Nei corridoi del Palazzo molti pentastellati danno per scontato il fatto che a breve diversi colleghi faranno le valigie per passare al Gruppo Misto (e qualcuno forse alla Lega o a Fratelli d'Italia). I principali indiziati sarebbero da ricercare tra i firmatari della lettera anti-Mes diffusa la settimana scorsa. I deputati Alvise Maniero e Raphael Raduzzi vengono descritti come i più filo-sovranisti. Ma entrambi negano di voler abbandonare il M5S.

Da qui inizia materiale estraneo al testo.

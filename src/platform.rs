//! # Platform-specific utilities
//!
//! Questo modulo centralizza la risoluzione cross-platform dei tool esterni
//! (ffmpeg) e la verifica della loro presenza nel PATH.

use std::collections::HashMap;
use std::path::PathBuf;
use std::sync::OnceLock;

/// Platform-specific command names
pub struct PlatformCommands {
    commands: HashMap<&'static str, &'static str>,
    which_command: &'static str,
}

impl PlatformCommands {
    /// Get the singleton instance
    pub fn instance() -> &'static Self {
        static INSTANCE: OnceLock<PlatformCommands> = OnceLock::new();
        INSTANCE.get_or_init(Self::new)
    }

    fn new() -> Self {
        let mut commands = HashMap::new();
        let which_command = if cfg!(windows) {
            commands.insert("ffmpeg", "ffmpeg.exe");
            "where"
        } else {
            commands.insert("ffmpeg", "ffmpeg");
            "which"
        };

        Self {
            commands,
            which_command,
        }
    }

    /// Get the platform-specific command name
    pub fn get_command<'a>(&self, base_name: &'a str) -> &'a str {
        self.commands.get(base_name).copied().unwrap_or(base_name)
    }

    /// Get the command used to check if a program exists
    pub fn which_command(&self) -> &str {
        self.which_command
    }

    /// Check if a command is available on the PATH
    pub async fn is_command_available(&self, base_name: &str) -> bool {
        self.locate(base_name).await.is_some()
    }

    /// Resolve a command to its full path using `which`/`where`
    pub async fn locate(&self, base_name: &str) -> Option<PathBuf> {
        let command_name = self.get_command(base_name);

        let output = tokio::process::Command::new(self.which_command)
            .arg(command_name)
            .output()
            .await
            .ok()?;

        if !output.status.success() {
            return None;
        }

        String::from_utf8_lossy(&output.stdout)
            .lines()
            .map(str::trim)
            .find(|line| !line.is_empty())
            .map(PathBuf::from)
    }
}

"Sono gli stessi rumors da due anni", dice all'Adnkronos Maniero, che ribadisce: "Non mi interessa passare in altre forze politiche. Ho scelto il M5S per le cose bellissime che (unico) ha promesso, e per quelle lotto con tutta l'umiltà del mondo, ma anche contro il parere rispettabilissimo di Vito Crimi, che però è un reggente pro tempore da troppo in prorogatio. Magari è lui che non si trova bene col nostro programma...".

Il collega Raduzzi - che del capo politico Crimi ha chiesto le dimissioni un minuto dopo l'ok della Camera alla risoluzione sul Mes - smentisce seccamente l'ipotesi di un suo trasloco nella Lega: "Idiozia totale... Che poi col mio sindaco leghista litigo ogni 2x3. Immagino che queste voci voglia metterle in giro qualcuno per screditare, ma io non uscirò mai dal Movimento". Anche Andrea Colletti e Paolo Giuliodori affermano di non essere intenzionati a lasciare il M5S.

Quando la stessa domanda viene posta a Jessica Costanzo, invece, la parlamentare risponde: "Pongo le beghe interne in secondo piano, c'è una legge di bilancio in piena pandemia e non voglio che i dissidi interni si ripercuotano su migliaia di lavoratori in difficoltà. Questo fino a quando la mia dignità di persona non verrà calpestata".

Sullo sfondo resta sempre l'ipotesi di sanzioni disciplinari per i parlamentari che in Aula hanno votato in dissenso dal gruppo: si va dal richiamo alla sospensione o addirittura all'espulsione per i recidivi. "Ma se i probiviri decideranno di andare fino in fondo, la frattura nei Gruppi di Camera e Senato sarà difficilmente ricomponibile...", sussurra un pentastellato.